Activity »
Make an exact copy of the entries below.

········

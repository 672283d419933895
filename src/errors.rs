// ABOUTME: Unified error handling for the FemTracker health score engine
// ABOUTME: Standard error codes, context attachment, and HTTP status mapping
//
// SPDX-License-Identifier: MIT OR Apache-2.0
// Copyright (c) 2026 FemTracker

//! # Unified Error Handling System
//!
//! Centralized error types for the engine. A single [`AppError`] carries a
//! machine-readable [`ErrorCode`], a human-readable message, optional context
//! (user, resource, details), and an optional source error for chaining.
//!
//! The taxonomy distinguishes fatal collaborator failures (record reads,
//! overview store writes) from caller mistakes (invalid input, missing
//! snapshot). Missing data is deliberately *not* an error anywhere in the
//! scoring path: scorers return their documented baselines instead.

use serde::{Deserialize, Serialize};
use std::fmt;
use thiserror::Error;
use uuid::Uuid;

/// Standard error codes used throughout the engine
#[derive(Debug, Clone, Copy, PartialEq, Eq, Serialize, Deserialize)]
pub enum ErrorCode {
    // Validation (3000-3999)
    /// Provided input is invalid
    #[serde(rename = "INVALID_INPUT")]
    InvalidInput = 3000,
    /// Provided value is outside its documented range
    #[serde(rename = "VALUE_OUT_OF_RANGE")]
    ValueOutOfRange = 3003,

    // Resource Management (4000-4999)
    /// Requested resource does not exist
    #[serde(rename = "RESOURCE_NOT_FOUND")]
    ResourceNotFound = 4000,

    // External Services (5000-5999)
    /// A record-reader collaborator returned an error
    #[serde(rename = "EXTERNAL_SERVICE_ERROR")]
    ExternalServiceError = 5000,
    /// A record-reader collaborator is unreachable
    #[serde(rename = "EXTERNAL_SERVICE_UNAVAILABLE")]
    ExternalServiceUnavailable = 5001,

    // Configuration (6000-6999)
    /// Configuration error
    #[serde(rename = "CONFIG_ERROR")]
    ConfigError = 6000,

    // Internal Errors (9000-9999)
    /// Unclassified internal error
    #[serde(rename = "INTERNAL_ERROR")]
    InternalError = 9000,
    /// Database operation failed
    #[serde(rename = "DATABASE_ERROR")]
    DatabaseError = 9001,
    /// Overview store operation failed
    #[serde(rename = "STORAGE_ERROR")]
    StorageError = 9002,
}

impl ErrorCode {
    /// Get the HTTP status code for this error
    #[must_use]
    pub const fn http_status(&self) -> u16 {
        match self {
            Self::InvalidInput | Self::ValueOutOfRange => 400,
            Self::ResourceNotFound => 404,
            Self::ExternalServiceError => 502,
            Self::ExternalServiceUnavailable => 503,
            Self::ConfigError | Self::InternalError | Self::DatabaseError | Self::StorageError => {
                500
            }
        }
    }

    /// Get a user-friendly description of this error
    #[must_use]
    pub const fn description(&self) -> &'static str {
        match self {
            Self::InvalidInput => "The provided input is invalid",
            Self::ValueOutOfRange => "The provided value is outside the acceptable range",
            Self::ResourceNotFound => "The requested resource was not found",
            Self::ExternalServiceError => "A record reader encountered an error",
            Self::ExternalServiceUnavailable => "A record reader is currently unavailable",
            Self::ConfigError => "Configuration error encountered",
            Self::InternalError => "An internal error occurred",
            Self::DatabaseError => "Database operation failed",
            Self::StorageError => "Overview store operation failed",
        }
    }
}

/// Additional context that can be attached to errors
#[derive(Debug, Clone, Serialize, Deserialize)]
pub struct ErrorContext {
    /// User ID if available
    pub user_id: Option<Uuid>,
    /// Resource ID if applicable (e.g. domain name, table name)
    pub resource_id: Option<String>,
    /// Additional key-value context
    pub details: serde_json::Value,
}

impl Default for ErrorContext {
    fn default() -> Self {
        Self {
            user_id: None,
            resource_id: None,
            details: serde_json::Value::Object(serde_json::Map::new()),
        }
    }
}

/// Unified error type for the engine
#[derive(Debug, Error)]
pub struct AppError {
    /// Error code
    pub code: ErrorCode,
    /// Human-readable error message
    pub message: String,
    /// Additional context
    pub context: ErrorContext,
    /// Source error for error chaining
    #[source]
    pub source: Option<Box<dyn std::error::Error + Send + Sync>>,
}

impl AppError {
    /// Create a new `AppError` with the given code and message
    pub fn new(code: ErrorCode, message: impl Into<String>) -> Self {
        Self {
            code,
            message: message.into(),
            context: ErrorContext::default(),
            source: None,
        }
    }

    /// Add a user ID to the error context
    #[must_use]
    pub fn with_user_id(mut self, user_id: Uuid) -> Self {
        self.context.user_id = Some(user_id);
        self
    }

    /// Add a resource ID to the error context
    #[must_use]
    pub fn with_resource_id(mut self, resource_id: impl Into<String>) -> Self {
        self.context.resource_id = Some(resource_id.into());
        self
    }

    /// Add details to the error context
    #[must_use]
    pub fn with_details(mut self, details: serde_json::Value) -> Self {
        self.context.details = details;
        self
    }

    /// Add a source error for error chaining
    #[must_use]
    pub fn with_source(mut self, source: impl std::error::Error + Send + Sync + 'static) -> Self {
        self.source = Some(Box::new(source));
        self
    }

    /// Get the HTTP status code for this error
    #[must_use]
    pub const fn http_status(&self) -> u16 {
        self.code.http_status()
    }
}

impl fmt::Display for AppError {
    fn fmt(&self, f: &mut fmt::Formatter<'_>) -> fmt::Result {
        write!(f, "{}: {}", self.code.description(), self.message)
    }
}

/// Result type alias for convenience
pub type AppResult<T> = Result<T, AppError>;

/// Convenience functions for creating common errors
impl AppError {
    /// Invalid input
    pub fn invalid_input(message: impl Into<String>) -> Self {
        Self::new(ErrorCode::InvalidInput, message)
    }

    /// Value outside its documented range
    pub fn value_out_of_range(message: impl Into<String>) -> Self {
        Self::new(ErrorCode::ValueOutOfRange, message)
    }

    /// Resource not found
    pub fn not_found(resource: impl Into<String>) -> Self {
        Self::new(
            ErrorCode::ResourceNotFound,
            format!("{} not found", resource.into()),
        )
    }

    /// Internal error
    pub fn internal(message: impl Into<String>) -> Self {
        Self::new(ErrorCode::InternalError, message)
    }

    /// Database error
    pub fn database(message: impl Into<String>) -> Self {
        Self::new(ErrorCode::DatabaseError, message)
    }

    /// Overview store error
    pub fn storage(message: impl Into<String>) -> Self {
        Self::new(ErrorCode::StorageError, message)
    }

    /// Configuration error
    pub fn config(message: impl Into<String>) -> Self {
        Self::new(ErrorCode::ConfigError, message)
    }

    /// Record-reader collaborator error
    pub fn record_reader(domain: impl Into<String>, message: impl Into<String>) -> Self {
        Self::new(
            ErrorCode::ExternalServiceError,
            format!("{}: {}", domain.into(), message.into()),
        )
    }
}

/// Conversion from `anyhow::Error` to `AppError`
impl From<anyhow::Error> for AppError {
    fn from(error: anyhow::Error) -> Self {
        match error.source() {
            Some(source) => Self::new(ErrorCode::InternalError, error.to_string()).with_details(
                serde_json::json!({
                    "source": source.to_string()
                }),
            ),
            None => Self::new(ErrorCode::InternalError, error.to_string()),
        }
    }
}

/// Conversion from `sqlx::Error` to `AppError`
impl From<sqlx::Error> for AppError {
    fn from(error: sqlx::Error) -> Self {
        Self::new(ErrorCode::DatabaseError, error.to_string()).with_source(error)
    }
}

········

Written reply »
repository 672283d419933895
filename src/errors.rs
// ABOUTME: Unified error handling for the FemTracker health score engine
// ABOUTME: Standard error codes, context attachment, and HTTP status mapping
//
// SPDX-License-Identifier: MIT OR Apache-2.0
// Copyright (c) 2026 FemTracker

//! # Unified Error Handling System
//!
//! Centralized error types for the engine. A single [`AppError`] carries a
//! machine-readable [`ErrorCode`], a human-readable message, optional context
//! (user, resource, details), and an optional source error for chaining.
//!
//! The taxonomy distinguishes fatal collaborator failures (record reads,
//! overview store writes) from caller mistakes (invalid input, missing
//! snapshot). Missing data is deliberately *not* an error anywhere in the
//! scoring path: scorers return their documented baselines instead.

use serde::{Deserialize, Serialize};
use std::fmt;
use thiserror::Error;
use uuid::Uuid;

/// Standard error codes used throughout the engine
#[derive(Debug, Clone, Copy, PartialEq, Eq, Serialize, Deserialize)]
pub enum ErrorCode {
    // Validation (3000-3999)
    /// Provided input is invalid
    #[serde(rename = "INVALID_INPUT")]
    InvalidInput = 3000,
    /// Provided value is outside its documented range
    #[serde(rename = "VALUE_OUT_OF_RANGE")]
    ValueOutOfRange = 3003,

    // Resource Management (4000-4999)
    /// Requested resource does not exist
    #[serde(rename = "RESOURCE_NOT_FOUND")]
    ResourceNotFound = 4000,

    // External Services (5000-5999)
    /// A record-reader collaborator returned an error
    #[serde(rename = "EXTERNAL_SERVICE_ERROR")]
    ExternalServiceError = 5000,
    /// A record-reader collaborator is unreachable
    #[serde(rename = "EXTERNAL_SERVICE_UNAVAILABLE")]
    ExternalServiceUnavailable = 5001,

    // Configuration (6000-6999)
    /// Configuration error
    #[serde(rename = "CONFIG_ERROR")]
    ConfigError = 6000,

    // Internal Errors (9000-9999)
    /// Unclassified internal error
    #[serde(rename = "INTERNAL_ERROR")]
    InternalError = 9000,
    /// Database operation failed
    #[serde(rename = "DATABASE_ERROR")]
    DatabaseError = 9001,
    /// Overview store operation failed
    #[serde(rename = "STORAGE_ERROR")]
    StorageError = 9002,
}

impl ErrorCode {
    /// Get the HTTP status code for this error
    #[must_use]
    pub const fn http_status(&self) -> u16 {
        match self {
            Self::InvalidInput | Self::ValueOutOfRange => 400,
            Self::ResourceNotFound => 404,
            Self::ExternalServiceError => 502,
            Self::ExternalServiceUnavailable => 503,
            Self::ConfigError | Self::InternalError | Self::DatabaseError | Self::StorageError => {
                500
            }
        }
    }

    /// Get a user-friendly description of this error
    #[must_use]
    pub const fn description(&self) -> &'static str {
        match self {
            Self::InvalidInput => "The provided input is invalid",
            Self::ValueOutOfRange => "The provided value is outside the acceptable range",
            Self::ResourceNotFound => "The requested resource was not found",
            Self::ExternalServiceError => "A record reader encountered an error",
            Self::ExternalServiceUnavailable => "A record reader is currently unavailable",
            Self::ConfigError => "Configuration error encountered",
            Self::InternalError => "An internal error occurred",
            Self::DatabaseError => "Database operation failed",
            Self::StorageError => "Overview store operation failed",
        }
    }
}

/// Additional context that can be attached to errors
#[derive(Debug, Clone, Serialize, Deserialize)]
pub struct ErrorContext {
    /// User ID if available
    pub user_id: Option<Uuid>,
    /// Resource ID if applicable (e.g. domain name, table name)
    pub resource_id: Option<String>,
    /// Additional key-value context
    pub details: serde_json::Value,
}

impl Default for ErrorContext {
    fn default() -> Self {
        Self {
            user_id: None,
            resource_id: None,
            details: serde_json::Value::Object(serde_json::Map::new()),
        }
    }
}

/// Unified error type for the engine
#[derive(Debug, Error)]
pub struct AppError {
    /// Error code
    pub code: ErrorCode,
    /// Human-readable error message
    pub message: String,
    /// Additional context
    pub context: ErrorContext,
    /// Source error for error chaining
    #[source]
    pub source: Option<Box<dyn std::error::Error + Send + Sync>>,
}

impl AppError {
    /// Create a new `AppError` with the given code and message
    pub fn new(code: ErrorCode, message: impl Into<String>) -> Self {
        Self {
            code,
            message: message.into(),
            context: ErrorContext::default(),
            source: None,
        }
    }

    /// Add a user ID to the error context
    #[must_use]
    pub fn with_user_id(mut self, user_id: Uuid) -> Self {
        self.context.user_id = Some(user_id);
        self
    }

    /// Add a resource ID to the error context
    #[must_use]
    pub fn with_resource_id(mut self, resource_id: impl Into<String>) -> Self {
        self.context.resource_id = Some(resource_id.into());
        self
    }

    /// Add details to the error context
    #[must_use]
    pub fn with_details(mut self, details: serde_json::Value) -> Self {
        self.context.details = details;
        self
    }

    /// Add a source error for error chaining
    #[must_use]
    pub fn with_source(mut self, source: impl std::error::Error + Send + Sync + 'static) -> Self {
        self.source = Some(Box::new(source));
        self
    }

    /// Get the HTTP status code for this error
    #[must_use]
    pub const fn http_status(&self) -> u16 {
        self.code.http_status()
    }
}

impl fmt::Display for AppError {
    fn fmt(&self, f: &mut fmt::Formatter<'_>) -> fmt::Result {
        write!(f, "{}: {}", self.code.description(), self.message)
    }
}

/// Result type alias for convenience
pub type AppResult<T> = Result<T, AppError>;

/// Convenience functions for creating common errors
impl AppError {
    /// Invalid input
    pub fn invalid_input(message: impl Into<String>) -> Self {
        Self::new(ErrorCode::InvalidInput, message)
    }

    /// Value outside its documented range
    pub fn value_out_of_range(message: impl Into<String>) -> Self {
        Self::new(ErrorCode::ValueOutOfRange, message)
    }

    /// Resource not found
    pub fn not_found(resource: impl Into<String>) -> Self {
        Self::new(
            ErrorCode::ResourceNotFound,
            format!("{} not found", resource.into()),
        )
    }

    /// Internal error
    pub fn internal(message: impl Into<String>) -> Self {
        Self::new(ErrorCode::InternalError, message)
    }

    /// Database error
    pub fn database(message: impl Into<String>) -> Self {
        Self::new(ErrorCode::DatabaseError, message)
    }

    /// Overview store error
    pub fn storage(message: impl Into<String>) -> Self {
        Self::new(ErrorCode::StorageError, message)
    }

    /// Configuration error
    pub fn config(message: impl Into<String>) -> Self {
        Self::new(ErrorCode::ConfigError, message)
    }

    /// Record-reader collaborator error
    pub fn record_reader(domain: impl Into<String>, message: impl Into<String>) -> Self {
        Self::new(
            ErrorCode::ExternalServiceError,
            format!("{}: {}", domain.into(), message.into()),
        )
    }
}

/// Conversion from `anyhow::Error` to `AppError`
impl From<anyhow::Error> for AppError {
    fn from(error: anyhow::Error) -> Self {
        match error.source() {
            Some(source) => Self::new(ErrorCode::InternalError, error.to_string()).with_details(
                serde_json::json!({
                    "source": source.to_string()
                }),
            ),
            None => Self::new(ErrorCode::InternalError, error.to_string()),
        }
    }
}

/// Conversion from `sqlx::Error` to `AppError`
impl From<sqlx::Error> for AppError {
    fn from(error: sqlx::Error) -> Self {
        Self::new(ErrorCode::DatabaseError, error.to_string()).with_source(error)
    }
}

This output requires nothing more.